Der Abgabedruck auf den deutschen Auto-Zulieferer bleibt trotz der horrenden Kursverluste, welche die Aktie in diesem Jahr bereits wegstecken musste, hoch. Gemessen am Jahreshoch Mitte Januar bei über EUR 250 hat die Aktie mehr als 47% an Wert verloren – ein Desaster für einen DAX-Konzern. Dass Finanzvorstand Wolfgang Schäfer jüngst davon sprach, dass der Margendruck auch im kommenden Geschäftsjahr hoch bleiben wird, ist wenig hilfreich, um den Druck auf die Aktie zu mildern. Insgesamt haben sich Wachstums- und Renditeerwartungen seitens der Aktienanalysten für das Jahr 2018 als naiv erwiesen – daran können auch die unerwartet guten Zahlen für das dritte Quartal nichts ändern. Die Abwertung des gesamten Sektors scheint angesichts der Unsicherheiten innerhalb der Industrie noch längst nicht abgeschlossen zu sein. Entsprechend senken Analysten derzeit reihenweise ihre Prognosen und Kursziele, was den Abgabedruck auf die Papiere von Continental und ihre Wettbewerber hochhalten dürfte. Noch lässt also der erhoffte Rebound bei Continental auf sich warten, wobei Anleger aus technischer Sicht die Marke von EUR 128 fest im Blick haben sollten. Rutscht die Aktie unter dieses Niveau, eröffnet sich aus charttechnischer Sicht neues Abwärtspotenzial bis auf EUR 120/115. Trotz des unwidersprochen trüben Geschäftsumfelds erscheinen uns die Wertverluste der Aktie übertrieben und spiegeln nicht die Realität wider.

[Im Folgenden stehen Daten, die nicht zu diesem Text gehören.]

impl Orchestrator {
    pub fn new(
        repository: Arc<dyn AssetRepository>,
        store: Arc<dyn ContentStore>,
        generator: Arc<dyn DerivativeGenerator>,
        cache: Arc<MetadataCache>,
        publisher: Arc<EventPublisher>,
        variants: Vec<VariantSpec>,
        retry: RetryPolicy,
    ) -> Self {
        Self {
            ctx: Arc::new(PipelineContext {
                repository,
                store,
                generator,
                cache,
                publisher,
                variants,
                retry,
                locks: AssetLocks::default(),
            }),
            flights: Arc::new(SingleFlight::new()),
            drain: Arc::new(Drain::default()),
        }
    }

    pub fn variants(&self) -> &[VariantSpec] {
        &self.ctx.variants
    }

    /// Whether new work is still accepted
    pub fn is_accepting(&self) -> bool {
        !self.drain.closed.load(Ordering::SeqCst)
    }

    /// Number of pipelines and regenerations currently running
    pub fn active(&self) -> usize {
        self.drain.active.load(Ordering::SeqCst)
    }

    /// Register an upload and wait up to `timeout` for it to settle.
    ///
    /// READY assets return immediately. Otherwise the caller joins the
    /// asset's in-flight pipeline, starting one if none is running. A
    /// timed-out wait returns the current status without cancelling the
    /// pipeline.
    #[instrument(skip(self, bytes), fields(owner = %owner_user_id, content_hash = %content_hash))]
    pub async fn submit(
        &self,
        owner_user_id: &str,
        content_hash: &ContentHash,
        bytes: Vec<u8>,
        timeout: Duration,
    ) -> MediaResult<SubmitOutcome> {
        if !self.is_accepting() {
            return Err(MediaError::ShuttingDown);
        }
        validate_owner(owner_user_id)?;

        let asset_id = AssetId::derive(owner_user_id, content_hash);
        if let Some(asset) = self.ctx.repository.get_asset(&asset_id).await? {
            if asset.status == AssetStatus::Ready {
                debug!(asset_id = %asset_id, "Already ready");
                return Ok(SubmitOutcome::of(&asset, false));
            }
        }

        let asset = self
            .ctx
            .repository
            .create_if_absent(MediaAsset::new(owner_user_id, content_hash.clone()))
            .await?;
        if asset.status == AssetStatus::Ready {
            return Ok(SubmitOutcome::of(&asset, false));
        }

        let ctx = Arc::clone(&self.ctx);
        let drain = Arc::clone(&self.drain);
        let pipeline_id = asset_id.clone();
        let flight = self.flights.join_or_start(asset_id.clone(), move || {
            let token = drain.enter();
            async move {
                let _token = token;
                ctx.process(&pipeline_id, Arc::new(bytes)).await
            }
        });

        if flight.is_leader() {
            info!(asset_id = %asset_id, "Dispatched pipeline");
        } else {
            debug!(asset_id = %asset_id, "Joined in-flight pipeline");
        }

        match tokio::time::timeout(timeout, flight.wait()).await {
            Ok(Some(Ok(asset))) => Ok(SubmitOutcome::of(&asset, false)),
            Ok(Some(Err(MediaError::AssetFailed { .. }))) | Ok(None) => {
                let asset = self.status(&asset_id).await?;
                Ok(SubmitOutcome::of(&asset, false))
            }
            Ok(Some(Err(e))) => Err(e),
            Err(_) => {
                warn!(
                    asset_id = %asset_id,
                    timeout_ms = timeout.as_millis() as u64,
                    "Submit wait timed out, pipeline continues"
                );
                let asset = self.status(&asset_id).await?;
                Ok(SubmitOutcome::of(&asset, !asset.status.is_settled()))
            }
        }
    }

    /// Produce a fresh revision of one variant and swap readers onto it
    #[instrument(skip(self), fields(asset_id = %asset_id))]
    pub async fn regenerate(&self, asset_id: &AssetId, variant: &str) -> MediaResult<Derivative> {
        let _token = self.drain.try_enter()?;
        let spec = self
            .ctx
            .variant(variant)
            .cloned()
            .ok_or_else(|| InvalidInput::UnknownVariant(variant.to_string()))?;

        let _lock = self.ctx.locks.acquire(asset_id).await;
        let asset = self.status(asset_id).await?;
        if asset.status != AssetStatus::Ready {
            return Err(MediaError::NotReady {
                asset_id: asset.id,
                status: asset.status,
            });
        }

        let revision = self
            .ctx
            .repository
            .get_derivative(asset_id, variant)
            .await?
            .map(|d| d.revision + 1)
            .unwrap_or(0);

        let key = source_key(&asset.owner_user_id, &asset.content_hash);
        let source = self
            .ctx
            .retry
            .run("store_get", |_| self.ctx.store.get(&key))
            .await
            .map_err(|(e, _)| e)?;

        let derivative = self
            .ctx
            .produce(&asset, Arc::new(source), spec, revision)
            .await?;
        self.ctx
            .repository
            .save_derivatives(std::slice::from_ref(&derivative))
            .await?;
        // Readers must miss rather than see the superseded key if the swap fails
        self.ctx.cache.invalidate(asset_id, variant);
        if let Err((e, attempts)) = self
            .ctx
            .retry
            .run("cache_replace", |_| self.ctx.cache.replace(&derivative))
            .await
        {
            warn!(
                variant,
                attempts,
                error = %e,
                "Cache swap failed, readers will recompute from the new record"
            );
        }

        let derivatives = self.ctx.ordered(self.ctx.repository.list_derivatives(asset_id).await?);
        self.ctx.announce(&asset, &derivatives).await;

        info!(
            variant,
            revision,
            storage_key = %derivative.storage_key,
            "Variant regenerated"
        );
        Ok(derivative)
    }

    /// Current asset record
    pub async fn status(&self, asset_id: &AssetId) -> MediaResult<MediaAsset> {
        self.ctx
            .repository
            .get_asset(asset_id)
            .await?
            .ok_or_else(|| MediaError::NotFound(format!("asset {}", asset_id)))
    }

    /// Signed URL for one variant of a READY asset
    #[instrument(skip(self), fields(asset_id = %asset_id))]
    pub async fn variant_url(&self, asset_id: &AssetId, variant: &str) -> MediaResult<VariantUrl> {
        self.require_ready(asset_id).await?;
        self.ctx.cache.read(asset_id, variant).await
    }

    /// Signed URLs for every variant of a READY asset
    #[instrument(skip(self), fields(asset_id = %asset_id))]
    pub async fn asset_urls(&self, asset_id: &AssetId) -> MediaResult<Vec<VariantUrl>> {
        self.require_ready(asset_id).await?;

        let derivatives = self.ctx.ordered(self.ctx.repository.list_derivatives(asset_id).await?);
        let mut urls = Vec::with_capacity(derivatives.len());
        for derivative in &derivatives {
            urls.push(self.ctx.cache.read(asset_id, &derivative.variant).await?);
        }
        Ok(urls)
    }

    /// Remove an asset: records first, then cache entries, then objects
    #[instrument(skip(self), fields(asset_id = %asset_id))]
    pub async fn delete(&self, asset_id: &AssetId) -> MediaResult<()> {
        let _token = self.drain.try_enter()?;
        let busy = || MediaError::Busy {
            asset_id: asset_id.clone(),
            status: AssetStatus::Processing,
        };

        if self.flights.contains(asset_id) {
            return Err(busy());
        }
        let _lock = self.ctx.locks.try_acquire(asset_id).ok_or_else(|| busy())?;

        let asset = self.status(asset_id).await?;
        if asset.status == AssetStatus::Processing {
            return Err(busy());
        }

        let derivatives = self.ctx.repository.list_derivatives(asset_id).await?;
        self.ctx.repository.delete_asset(asset_id).await?;

        let mut keys = vec![source_key(&asset.owner_user_id, &asset.content_hash)];
        for derivative in &derivatives {
            self.ctx.cache.invalidate(asset_id, &derivative.variant);
            keys.extend((0..=derivative.revision).map(|revision| {
                storage_key(
                    &asset.owner_user_id,
                    &asset.content_hash,
                    &derivative.variant,
                    derivative.format,
                    revision,
                )
            }));
        }

        for key in &keys {
            self.ctx
                .retry
                .run("store_delete", |_| self.ctx.store.delete(key))
                .await
                .map_err(|(e, _)| e)?;
        }

        self.ctx.locks.forget(asset_id);
        info!(objects = keys.len(), "Asset deleted");
        Ok(())
    }

    /// Stop accepting work and wait for in-flight pipelines to finish
    pub async fn shutdown(&self) {
        self.drain.closed.store(true, Ordering::SeqCst);
        info!(active = self.active(), "Draining in-flight work");
        self.drain.wait_idle().await;
        info!("Orchestrator drained");
    }

    async fn require_ready(&self, asset_id: &AssetId) -> MediaResult<MediaAsset> {
        let asset = self.status(asset_id).await?;
        if asset.status != AssetStatus::Ready {
            return Err(MediaError::NotReady {
                asset_id: asset.id,
                status: asset.status,
            });
        }
        Ok(asset)
    }
}
//! Regeneration Integration Tests
//!
//! After a regeneration returns, every reader sees the new storage key.

mod common;

use std::sync::Arc;
use std::time::Duration;

use common::{memory_service, sample_jpeg, service_with_store, test_config, CountingGenerator, FlakyStore};
use usermedia::{AssetStatus, ContentHash, MediaError};

const WAIT: Duration = Duration::from_secs(10);

#[tokio::test]
async fn test_regenerate_swaps_cached_url() {
    let generator = Arc::new(CountingGenerator::new());
    let h = memory_service(generator.clone());
    let bytes = sample_jpeg(300, 200);
    let hash = ContentHash::of(&bytes);

    let outcome = h
        .service
        .orchestrator()
        .submit("user-8", &hash, bytes, WAIT)
        .await
        .unwrap();
    let orchestrator = h.service.orchestrator();

    let before = orchestrator
        .variant_url(&outcome.asset_id, "thumb-64")
        .await
        .unwrap();
    assert_eq!(before.storage_key, format!("user-8/{}/thumb-64.webp", hash));

    let derivative = orchestrator
        .regenerate(&outcome.asset_id, "thumb-64")
        .await
        .unwrap();
    assert_eq!(derivative.revision, 1);
    assert_eq!(derivative.storage_key, format!("user-8/{}/thumb-64.r1.webp", hash));
    // same source, same generator, same bytes
    assert_eq!(derivative.checksum, before.checksum);
    assert_eq!(generator.calls("thumb-64"), 2);

    let mut reads = Vec::new();
    for _ in 0..10 {
        let orchestrator = Arc::clone(orchestrator);
        let asset_id = outcome.asset_id.clone();
        reads.push(tokio::spawn(async move {
            orchestrator.variant_url(&asset_id, "thumb-64").await.unwrap()
        }));
    }
    for read in reads {
        assert_eq!(read.await.unwrap().storage_key, derivative.storage_key);
    }

    // superseded object stays readable until its URLs expire
    assert!(h.store.keys().contains(&before.storage_key));

    let events = h.bus.events();
    assert_eq!(events.len(), 2);
    let latest = events
        .iter()
        .flat_map(|e| e.variants.iter())
        .filter(|v| v.variant == "thumb-64")
        .map(|v| v.storage_key.clone())
        .collect::<Vec<_>>();
    assert!(latest.contains(&derivative.storage_key));
}

#[tokio::test]
async fn test_regenerate_twice_increments_revision() {
    let h = memory_service(Arc::new(CountingGenerator::new()));
    let bytes = sample_jpeg(80, 80);
    let outcome = h
        .service
        .orchestrator()
        .submit("user-8", &ContentHash::of(&bytes), bytes, WAIT)
        .await
        .unwrap();

    let orchestrator = h.service.orchestrator();
    orchestrator.regenerate(&outcome.asset_id, "thumb-256").await.unwrap();
    let second = orchestrator.regenerate(&outcome.asset_id, "thumb-256").await.unwrap();

    assert_eq!(second.revision, 2);
    let url = orchestrator
        .variant_url(&outcome.asset_id, "thumb-256")
        .await
        .unwrap();
    assert!(url.storage_key.ends_with("thumb-256.r2.webp"));
}

#[tokio::test]
async fn test_regenerate_requires_ready_asset() {
    let h = memory_service(Arc::new(CountingGenerator::new()));
    let bytes = b"not an image".to_vec();
    let outcome = h
        .service
        .orchestrator()
        .submit("user-8", &ContentHash::of(&bytes), bytes, WAIT)
        .await
        .unwrap();
    assert_eq!(outcome.status, AssetStatus::Failed);

    let result = h
        .service
        .orchestrator()
        .regenerate(&outcome.asset_id, "thumb-64")
        .await;
    assert!(matches!(
        result,
        Err(MediaError::NotReady {
            status: AssetStatus::Failed,
            ..
        })
    ));
}

#[tokio::test]
async fn test_regenerate_retries_signing_during_swap() {
    let store = Arc::new(FlakyStore::new(0));
    let (service, bus) = service_with_store(test_config(), store.clone(), Arc::new(CountingGenerator::new()));
    let bytes = sample_jpeg(120, 90);
    let outcome = service
        .orchestrator()
        .submit("user-1", &ContentHash::of(&bytes), bytes, WAIT)
        .await
        .unwrap();
    let orchestrator = service.orchestrator();
    let before = orchestrator
        .variant_url(&outcome.asset_id, "thumb-64")
        .await
        .unwrap();

    store.fail_next_signs(1);
    let derivative = orchestrator
        .regenerate(&outcome.asset_id, "thumb-64")
        .await
        .unwrap();

    let after = orchestrator
        .variant_url(&outcome.asset_id, "thumb-64")
        .await
        .unwrap();
    assert_ne!(after.storage_key, before.storage_key);
    assert_eq!(after.storage_key, derivative.storage_key);
    assert_eq!(bus.events().len(), 2);
}

#[tokio::test]
async fn test_failed_swap_never_serves_superseded_key() {
    let store = Arc::new(FlakyStore::new(0));
    let (service, bus) = service_with_store(test_config(), store.clone(), Arc::new(CountingGenerator::new()));
    let bytes = sample_jpeg(120, 90);
    let outcome = service
        .orchestrator()
        .submit("user-1", &ContentHash::of(&bytes), bytes, WAIT)
        .await
        .unwrap();
    let orchestrator = service.orchestrator();
    let before = orchestrator
        .variant_url(&outcome.asset_id, "thumb-64")
        .await
        .unwrap();

    // every signing attempt of the swap fails
    store.fail_next_signs(test_config().retry.max_attempts);
    let derivative = orchestrator
        .regenerate(&outcome.asset_id, "thumb-64")
        .await
        .unwrap();

    let after = orchestrator
        .variant_url(&outcome.asset_id, "thumb-64")
        .await
        .unwrap();
    assert_ne!(after.storage_key, before.storage_key);
    assert_eq!(after.storage_key, derivative.storage_key);

    let urls = orchestrator.asset_urls(&outcome.asset_id).await.unwrap();
    let thumb = urls.iter().find(|u| u.variant == "thumb-64").unwrap();
    assert_eq!(thumb.storage_key, derivative.storage_key);
    assert_eq!(bus.events().len(), 2);
}
//! Persistence for assets and derivative records.
//!
//! Repositories store plain value types; the orchestrator owns every
//! state decision and uses the repository only to record it.

pub mod memory;
pub mod sqlite;

use async_trait::async_trait;

use crate::domain::{AssetId, AssetStatus, Derivative, MediaAsset};
use crate::error::MediaResult;

pub use memory::MemoryRepository;
pub use sqlite::SqliteRepository;

/// Trait for asset metadata repositories
#[async_trait]
pub trait AssetRepository: Send + Sync {
    async fn get_asset(&self, id: &AssetId) -> MediaResult<Option<MediaAsset>>;

    /// Insert the asset unless one with the same id exists; returns the stored row
    async fn create_if_absent(&self, asset: MediaAsset) -> MediaResult<MediaAsset>;

    /// Record a status change (and the failure reason, if any).
    ///
    /// Edges the asset lifecycle does not allow fail with `Busy`, carrying
    /// the status the asset is actually in.
    async fn set_status(
        &self,
        id: &AssetId,
        status: AssetStatus,
        last_error: Option<String>,
    ) -> MediaResult<MediaAsset>;

    /// Upsert derivative records, one per (asset, variant)
    async fn save_derivatives(&self, derivatives: &[Derivative]) -> MediaResult<()>;

    async fn get_derivative(&self, id: &AssetId, variant: &str) -> MediaResult<Option<Derivative>>;

    /// All derivatives of an asset, ordered by variant name
    async fn list_derivatives(&self, id: &AssetId) -> MediaResult<Vec<Derivative>>;

    /// Remove an asset and its derivative records; false if it did not exist
    async fn delete_asset(&self, id: &AssetId) -> MediaResult<bool>;
}
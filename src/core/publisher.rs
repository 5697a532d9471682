//! At-least-once completion event publishing.

use std::sync::Arc;

use tracing::{info, instrument};

use super::retry::RetryPolicy;
use crate::adapters::bus::{Envelope, EventBus};
use crate::domain::CompletionEvent;
use crate::error::{MediaError, MediaResult};

/// Partitions events by owner and retries transient bus failures
pub struct EventPublisher {
    bus: Arc<dyn EventBus>,
    partitions: u32,
    retry: RetryPolicy,
}

impl EventPublisher {
    pub fn new(bus: Arc<dyn EventBus>, partitions: u32, retry: RetryPolicy) -> Self {
        Self {
            bus,
            partitions: partitions.max(1),
            retry,
        }
    }

    pub fn partitions(&self) -> u32 {
        self.partitions
    }

    /// Deliver the event, or `PublishFailed` once the attempt budget is spent.
    ///
    /// Every attempt resends the same envelope, so consumers see one
    /// message id however many times it lands.
    #[instrument(skip(self, event), fields(asset_id = %event.asset_id, bus = self.bus.name()))]
    pub async fn publish(&self, event: CompletionEvent) -> MediaResult<Envelope> {
        let envelope = Envelope::new(event, self.partitions);

        match self
            .retry
            .run("publish", |_| self.bus.send(&envelope))
            .await
        {
            Ok(()) => {
                info!(
                    partition = envelope.partition,
                    message_id = %envelope.message_id,
                    "Published completion event"
                );
                Ok(envelope)
            }
            Err((MediaError::PublishFailed { reason, .. }, attempts)) => {
                Err(MediaError::PublishFailed { attempts, reason })
            }
            Err((e, attempts)) => Err(MediaError::PublishFailed {
                attempts,
                reason: e.to_string(),
            }),
        }
    }
}
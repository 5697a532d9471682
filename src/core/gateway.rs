//! Ingest gateway: validates uploads before they reach the orchestrator.
//!
//! Every rejection is a distinct [`InvalidInput`] reason so callers can
//! report exactly what was wrong with the upload.

use std::path::Path;
use std::sync::Arc;
use std::time::Duration;

use glob::Pattern;
use tracing::{info, instrument, warn};

use super::generator::sniff_format;
use super::orchestrator::{Orchestrator, SubmitOutcome};
use crate::config::UploadLimits;
use crate::domain::{ContentHash, ImageFormat};
use crate::error::{InvalidInput, MediaResult};

const MAX_OWNER_LEN: usize = 128;

/// A raw upload as received from the caller
#[derive(Debug, Clone)]
pub struct UploadRequest {
    pub owner_user_id: String,
    pub bytes: Vec<u8>,
    /// Declared content type, e.g. `image/jpeg`
    pub mime_type: String,
    /// Original file name, when the caller has one
    pub file_name: Option<String>,
}

impl UploadRequest {
    pub fn new(owner_user_id: impl Into<String>, bytes: Vec<u8>, mime_type: impl Into<String>) -> Self {
        Self {
            owner_user_id: owner_user_id.into(),
            bytes,
            mime_type: mime_type.into(),
            file_name: None,
        }
    }

    pub fn with_file_name(mut self, file_name: impl Into<String>) -> Self {
        self.file_name = Some(file_name.into());
        self
    }
}

/// Upload validator compiled from [`UploadLimits`]
#[derive(Debug, Clone)]
pub struct UploadValidator {
    max_upload_bytes: u64,
    allowed: Vec<Pattern>,
}

impl UploadValidator {
    pub fn new(limits: &UploadLimits) -> Self {
        let allowed = limits
            .allowed_mime_types
            .iter()
            .filter_map(|raw| match Pattern::new(raw) {
                Ok(pattern) => Some(pattern),
                Err(e) => {
                    warn!(pattern = %raw, error = %e, "Ignoring invalid MIME pattern");
                    None
                }
            })
            .collect();

        Self {
            max_upload_bytes: limits.max_upload_bytes,
            allowed,
        }
    }

    /// Check an upload; returns the normalized MIME type
    pub fn validate(&self, request: &UploadRequest) -> Result<String, InvalidInput> {
        validate_owner(&request.owner_user_id)?;

        let size = request.bytes.len() as u64;
        if size == 0 {
            return Err(InvalidInput::EmptyFile);
        }
        if size > self.max_upload_bytes {
            return Err(InvalidInput::TooLarge {
                actual: size,
                limit: self.max_upload_bytes,
            });
        }

        let mime = self.validate_mime(&request.mime_type)?;

        if let Some(file_name) = &request.file_name {
            validate_extension(file_name, &mime)?;
        }

        if let (Some(detected), Some(declared)) =
            (sniff_format(&request.bytes), ImageFormat::from_mime(&mime))
        {
            if detected != declared {
                return Err(InvalidInput::ContentMismatch {
                    detected: detected.mime_type().to_string(),
                    declared: mime,
                });
            }
        }

        Ok(mime)
    }

    fn validate_mime(&self, raw: &str) -> Result<String, InvalidInput> {
        let mime = normalize_mime(raw);
        if mime.is_empty() {
            return Err(InvalidInput::MimeUndetermined);
        }

        let (kind, subtype) = mime
            .split_once('/')
            .ok_or_else(|| InvalidInput::MimeInvalid(mime.clone()))?;
        if kind.is_empty() || subtype.is_empty() || subtype.contains('/') {
            return Err(InvalidInput::MimeInvalid(mime));
        }
        if kind != "image" {
            return Err(InvalidInput::NotAnImage(mime));
        }
        if !self.allowed.iter().any(|pattern| pattern.matches(&mime)) {
            return Err(InvalidInput::MimeNotAllowed(mime));
        }

        Ok(mime)
    }
}

/// Owner ids become the first segment of every storage key
pub fn validate_owner(owner: &str) -> Result<(), InvalidInput> {
    if owner.trim().is_empty() {
        return Err(InvalidInput::MissingOwner);
    }

    let bad = owner.len() > MAX_OWNER_LEN
        || owner == "."
        || owner == ".."
        || owner != owner.trim()
        || owner
            .chars()
            .any(|c| c == '/' || c == '\\' || c.is_control());
    if bad {
        return Err(InvalidInput::InvalidOwner(owner.to_string()));
    }
    Ok(())
}

/// Lowercase and strip parameters (`image/JPEG; q=1` → `image/jpeg`)
fn normalize_mime(raw: &str) -> String {
    raw.split(';')
        .next()
        .unwrap_or_default()
        .trim()
        .to_ascii_lowercase()
}

fn validate_extension(file_name: &str, mime: &str) -> Result<(), InvalidInput> {
    let extension = Path::new(file_name)
        .extension()
        .and_then(|ext| ext.to_str())
        .filter(|ext| !ext.is_empty())
        .ok_or_else(|| InvalidInput::ExtensionUndetermined(file_name.to_string()))?
        .to_ascii_lowercase();

    let by_extension = ImageFormat::from_extension(&extension)
        .ok_or_else(|| InvalidInput::ExtensionUnsupported(extension.clone()))?;

    if ImageFormat::from_mime(mime) != Some(by_extension) {
        return Err(InvalidInput::ExtensionMimeMismatch {
            extension,
            mime: mime.to_string(),
        });
    }
    Ok(())
}

/// Front door of the pipeline
pub struct IngestGateway {
    orchestrator: Arc<Orchestrator>,
    validator: UploadValidator,
    timeout: Duration,
}

impl IngestGateway {
    pub fn new(orchestrator: Arc<Orchestrator>, limits: &UploadLimits, timeout: Duration) -> Self {
        Self {
            orchestrator,
            validator: UploadValidator::new(limits),
            timeout,
        }
    }

    pub fn validator(&self) -> &UploadValidator {
        &self.validator
    }

    /// Validate, hash and submit with the configured wait
    pub async fn ingest(&self, request: UploadRequest) -> MediaResult<SubmitOutcome> {
        self.ingest_with_timeout(request, self.timeout).await
    }

    #[instrument(skip(self, request), fields(owner = %request.owner_user_id, size = request.bytes.len()))]
    pub async fn ingest_with_timeout(
        &self,
        request: UploadRequest,
        timeout: Duration,
    ) -> MediaResult<SubmitOutcome> {
        let mime = match self.validator.validate(&request) {
            Ok(mime) => mime,
            Err(reason) => {
                warn!(reason = %reason, "Upload rejected");
                return Err(reason.into());
            }
        };

        let content_hash = ContentHash::of(&request.bytes);
        info!(mime = %mime, content_hash = %content_hash, "Upload accepted");

        self.orchestrator
            .submit(&request.owner_user_id, &content_hash, request.bytes, timeout)
            .await
    }
}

Wir bringen uns entsprechend in Stellung, um bei einer Bodenbildung schnell zuschlagen zu können.
Konklusion:
Wir warten bei Continental eine Bodenbildung ab und setzen die Aktie auf unsere Watchlist. Der Wertverlust der Aktie erscheint uns trotz des trüben Umfelds unverhältnismässig.